All that steady, efficient frontcourt play led Utah to top-five rankings in offensive and total rebounding percentage, second-chance points, points in the paint and fast-break points. They were good enough up front that, despite the league's fourth-worst mark from 3-point range, the Jazz still managed the NBA's seventh-most efficient offense, scoring an average of 103.7 points per 100 possessions, according to NBA.com's stat tool. And while there's talent on board -- point guard Mo Williams should add some backcourt scoring punch after coming over from the Clippers, and swingman Gordon Hayward often looked like he's just a steady jumper away from being a real game-changer -- the bigs will again be responsible for leading Utah to the postseason.

The question is: Which bigs?
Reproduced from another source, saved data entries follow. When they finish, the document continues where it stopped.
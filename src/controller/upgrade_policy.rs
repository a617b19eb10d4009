//! StatefulSet revision and rollout helpers.

use k8s_openapi::api::apps::v1::{
    RollingUpdateStatefulSetStrategy, StatefulSet, StatefulSetSpec, StatefulSetUpdateStrategy,
};
use k8s_openapi::api::core::v1::{Pod, PodTemplateSpec};

use crate::crd::UPDATE_STRATEGY_ON_DELETE;
use crate::resources::common::get_last_applied;

/// Pod label holding the controller revision a pod was created from.
pub const REVISION_LABEL: &str = "controller-revision-hash";

/// The spec recorded in the last-applied annotation of `set`.
pub fn last_applied_spec(set: &StatefulSet) -> Option<StatefulSetSpec> {
    get_last_applied::<StatefulSetSpec>(&set.metadata)
        .ok()
        .flatten()
}

/// The pod template recorded in the last-applied annotation of `set`.
pub fn last_applied_template(set: &StatefulSet) -> Option<PodTemplateSpec> {
    last_applied_spec(set).map(|spec| spec.template)
}

/// Whether the desired pod spec equals the one last applied to `live`.
///
/// Compared as JSON values so fields the API server defaults on the live
/// object do not register as a difference. A live object without a record
/// never matches.
pub fn template_equal(desired: &StatefulSet, live: &StatefulSet) -> bool {
    let Some(recorded) = last_applied_template(live) else {
        return false;
    };
    let Some(desired) = desired.spec.as_ref() else {
        return false;
    };
    match (
        serde_json::to_value(&recorded.spec),
        serde_json::to_value(&desired.template.spec),
    ) {
        (Ok(a), Ok(b)) => a == b,
        _ => false,
    }
}

/// Replace the desired pod template with the last-applied one, or with the
/// live template when nothing was recorded, so no pod-affecting change is
/// rolled out.
pub fn freeze_template(desired: &mut StatefulSet, live: &StatefulSet) {
    let template = last_applied_template(live)
        .or_else(|| live.spec.as_ref().map(|spec| spec.template.clone()));
    if let (Some(spec), Some(template)) = (desired.spec.as_mut(), template) {
        spec.template = template;
    }
}

pub fn update_revision(set: &StatefulSet) -> Option<&str> {
    set.status.as_ref()?.update_revision.as_deref()
}

pub fn current_revision(set: &StatefulSet) -> Option<&str> {
    set.status.as_ref()?.current_revision.as_deref()
}

pub fn pod_revision(pod: &Pod) -> Option<&str> {
    pod.metadata.labels.as_ref()?.get(REVISION_LABEL).map(String::as_str)
}

/// Whether a rollout of `set` is still in progress.
///
/// True when the current and update revisions differ, when a new generation
/// has not been observed yet, or when any of `pods` runs a revision other
/// than the update revision. A pod without a revision label means the
/// controller has not labelled it yet and is treated as not upgrading.
pub fn statefulset_is_upgrading(set: &StatefulSet, pods: &[Pod]) -> bool {
    let Some(status) = set.status.as_ref() else {
        return false;
    };
    if status.current_revision != status.update_revision {
        return true;
    }
    let generation = set.metadata.generation.unwrap_or(0);
    let observed = status.observed_generation.unwrap_or(0);
    let spec_replicas = set.spec.as_ref().and_then(|s| s.replicas).unwrap_or(1);
    if generation > observed && spec_replicas == status.replicas {
        return true;
    }

    let update = status.update_revision.as_deref();
    for pod in pods {
        match pod_revision(pod) {
            None => return false,
            Some(revision) if Some(revision) != update => return true,
            Some(_) => {}
        }
    }
    false
}

/// Whether `set` rolls pods only when they are deleted.
pub fn is_on_delete(set: &StatefulSet) -> bool {
    set.spec
        .as_ref()
        .and_then(|s| s.update_strategy.as_ref())
        .and_then(|s| s.type_.as_deref())
        == Some(UPDATE_STRATEGY_ON_DELETE)
}

/// The rolling-update partition of `set`, if any.
pub fn partition(set: &StatefulSet) -> Option<i32> {
    set.spec
        .as_ref()?
        .update_strategy
        .as_ref()?
        .rolling_update
        .as_ref()?
        .partition
}

/// Set the rolling-update partition. Has no effect with `OnDelete`.
pub fn set_upgrade_partition(set: &mut StatefulSet, partition: i32) {
    if is_on_delete(set) {
        return;
    }
    let Some(spec) = set.spec.as_mut() else {
        return;
    };
    let strategy = spec
        .update_strategy
        .get_or_insert_with(StatefulSetUpdateStrategy::default);
    strategy.type_ = Some("RollingUpdate".to_string());
    strategy
        .rolling_update
        .get_or_insert_with(RollingUpdateStatefulSetStrategy::default)
        .partition = Some(partition);
}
Both Jefferson ($15 million) and Millsap ($8.6 million) are in the final years of their contracts, and both will turn 28 this season. They're in the prime of their careers, but they've got much less potential for growth than the players they're blocking, and their expiring deals could make them attractive commodities come the trade deadline. Toward the end of last season, some of us came to love the "big lineup" of Jefferson, Millsap and Favors, a mix-and-match meat-grinder capable of both getting and preventing baskets that looked like the stuff of dreams. But if Kanter develops as expected -- as we've noted, he dropped 50-plus pounds this summer and has looked great in preseason -- then Lindsley might have a new dream, in which a 20-year-old center and 21-year-old power forward form an athletic, inexpensive, rim-defending, glass-controlling front line that's joined by, say, a scoring shooting guard who can actually shoot and score. Or, if Alec Burks looks like the real deal in his second year, maybe the dream keeps him at the two, moves the 6-foot-8 Hayward to small forward (where he played a bunch last year) and features a playmaking upgrade over Williams at the point. Maybe.

Whether such players would be available in trade this winter remains to be seen. If none are, Lindsley can just hang on to his chips, reap the benefits of Jefferson and Millsap playing for new contracts, make another (likely short) playoff push, then let nearly $41 million come off the books and decide how best to build around at least three (possibly four) very promising young talents. There are worse problems.

What Should Make You Scared: Getting enough out of that backcourt. As was the case last year, the Jazz enter this season with an awful lot of question marks in the backcourt. Mo Williams' particular brand of combo guard play has always skewed shoot-first, and while he's a smart cookie who can pass (just under six assists per 36 minutes for his career), he can also be pretty loose with the ball (nearly three turnovers per-36). He's been the full-time starting point guard on two kinds of teams: ones where he's been relied upon as the primary, and really only, table-setter (which weren't very good), and ones with another really gifted facilitator where he would do some setting up but didn't have to feed everybody (which were very good) -- and this Jazz team, to me, looks more like the former than the latter, which would have me worried were I a Utahan. (Utahn? Utahite? Ute.)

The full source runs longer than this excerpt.